Já o tatuador/ilustrador Matheus Tomé, de São Paulo, via suas produções mais “tristes, desanimadas e pessimistas.” Além disso, o artista ainda enfatiza o quão difícil foi para se sustentar. “Minha maior fonte de renda é a tatuagem e eu fiquei sem atender por meses.” Matheus teve que buscar por alternativas, assim como muitos artistas fizeram. Ele diz que teve “um projeto de ilustrar um videoclipe, criar estampas e também uma parceria com uma loja que cria produtos como canecas e adesivos”. O tatuador também agendava tatuagens, mas para datas indeterminadas e com uma procura bem mais baixa. 

“Água na lata” por Pedro Neves, 2020 

No entanto, não foi o caso do artista plástico Pedro Neves, nascido em Imperatriz — MA e atual morador de Belo Horizonte. Pedro vendia cópias de alguns trabalhos seus e comenta que, inclusive, suas vendas aumentaram na pandemia. Mas, para além de sua situação financeira, o artista também conta que lidou com diversas questões internas: “A quarentena dilatou tudo que eu já sentia, e minha forma de reagir a isso era produzindo, seja pintando, modelando ou testando novas maneiras de fazer arte. Com a quarentena, fui obrigado a ver questões dentro de mim e pensar de onde elas surgem, e observar questões do mundo e pensar as origens delas também. Como só era possível observar o mundo de dentro da minha casa, minha resposta surgia através do meu trabalho.” 

A designer/ilustradora Laís Carvalho diz que as primeiras semanas de quarentena foram as mais difíceis para ela: “Me afetaram bastante, porque era um período de adaptação e cheio de incertezas. É difícil se manter produtivo quando a sua saúde mental se abala, e a partir do momento que passei a dar atenção para as minhas questões internas, consegui me organizar novamente para trabalhar no mesmo ritmo de antes.” 

Ilustração por Laís Carvalho, 2020 (@laisdesenha) 

Visualmente, Neves enxergava em seu trabalho pinceladas menores e um maior volume de tinta. “Minhas pesquisas e reflexões se voltavam mais para a “arte primitiva”, mas gosto de pensar que primitivo é quem veio primeiro no melhor sentido da palavra, quem veio primeiro e abriu caminho, deixou segredos da vida e como lidar com questões humanas.” 

Lu Adas conta que, antes, a sua produção era voltada para fora, sobre o que é que havia lá fora para que as pessoas pudessem visitar. Na pandemia, ela começou a olhar para dentro. “O que as pessoas podem fazer dentro das suas casas? O que as pessoas podem fazer dentro dos seus universos, dentro de seus isolamentos?” 

Pintura sobre madeira por Pedro Neves, 2020 (@_mulungu) 

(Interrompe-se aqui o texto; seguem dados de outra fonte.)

//! Crunch configuration file parser.
//!
//! The format is line oriented:
//!
//! ```text
//! # comments and blank lines are ignored
//! greplogconfig
//! loglevel = INFO
//! nonmatch = false
//! disk full on (\S+)
//! user (\w+) logged in
//! ```
//!
//! Every line that is not a comment, the marker, or a directive is a regex
//! pattern. Patterns keep their file order, which is their match priority.

use std::path::Path;
use std::sync::LazyLock;

use regex::Regex;

use crate::error::{ParserError, Result};
use crate::severity::Severity;

static LOG_LEVEL: LazyLock<Regex> = LazyLock::new(|| {
    Regex::new(r"(?i)^\s*loglevel\s*=\s*(ERROR|WARN|INFO|TRACE)").expect("loglevel regex is valid")
});

static NON_MATCH: LazyLock<Regex> = LazyLock::new(|| {
    Regex::new(r"(?i)^\s*nonmatch\s*=\s*(false|true)").expect("nonmatch regex is valid")
});

static MARKER: LazyLock<Regex> =
    LazyLock::new(|| Regex::new(r"(?i)greplogconfig").expect("marker regex is valid"));

pub const DEFAULT_SEVERITY_THRESHOLD: Severity = Severity::Warn;
pub const DEFAULT_COUNT_NON_MATCHES: bool = true;

/// A parsed crunch configuration.
#[derive(Debug, Clone, PartialEq, Eq)]
pub struct CrunchConfig {
    /// Regex sources in priority order, verbatim from the file.
    pub patterns: Vec<String>,
    /// Events less severe than this skip pattern evaluation.
    pub severity_threshold: Severity,
    /// Count each distinct unmatched message under its own label.
    pub count_non_matches: bool,
    /// Human-readable notes about directives applied while loading.
    pub notes: Vec<String>,
}

impl Default for CrunchConfig {
    fn default() -> Self {
        CrunchConfig {
            patterns: Vec::new(),
            severity_threshold: DEFAULT_SEVERITY_THRESHOLD,
            count_non_matches: DEFAULT_COUNT_NON_MATCHES,
            notes: Vec::new(),
        }
    }
}

/// Parse a crunch configuration from a string.
///
/// Fails with [`ParserError::MissingMarker`] unless some line contains
/// `greplogconfig`, so that an arbitrary file is never mistaken for a config.
pub fn parse_config_str(input: &str) -> Result<CrunchConfig> {
    let mut config = CrunchConfig::default();
    let mut has_marker = false;

    for line in input.lines() {
        let trimmed = line.trim();
        if trimmed.is_empty() || trimmed.starts_with('#') {
            continue;
        }

        if MARKER.is_match(line) {
            has_marker = true;
        } else if let Some(caps) = LOG_LEVEL.captures(line) {
            let name = &caps[1];
            // The regex only admits the four names, in any case.
            if let Some(severity) = Severity::parse_ignore_case(name) {
                config.severity_threshold = severity;
                config.notes.push(format!("Config: loglevel set to {severity}"));
            }
        } else if let Some(caps) = NON_MATCH.captures(line) {
            let value = caps[1].eq_ignore_ascii_case("true");
            config.count_non_matches = value;
            config.notes.push(format!("Config: nonmatch set to {value}"));
        } else {
            config.patterns.push(line.to_string());
        }
    }

    if !has_marker {
        return Err(ParserError::MissingMarker);
    }
    Ok(config)
}

/// Read and parse a crunch configuration file.
pub fn parse_config_file(path: &Path) -> Result<CrunchConfig> {
    let content = std::fs::read_to_string(path)?;
    parse_config_str(&content)
}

Para além de entreter, Laís enxerga que sua arte tem um papel político. “Como estávamos presenciando não só uma crise de saúde, mas também política, eu sentia que o meu papel, além de informar, era também de criar coisas bonitas, para que as pessoas pudessem, ao mesmo tempo, questionar a si próprias e ao mundo. Naquele momento, e também agora, sinto que todo mundo precisa da arte, mais do que nunca!”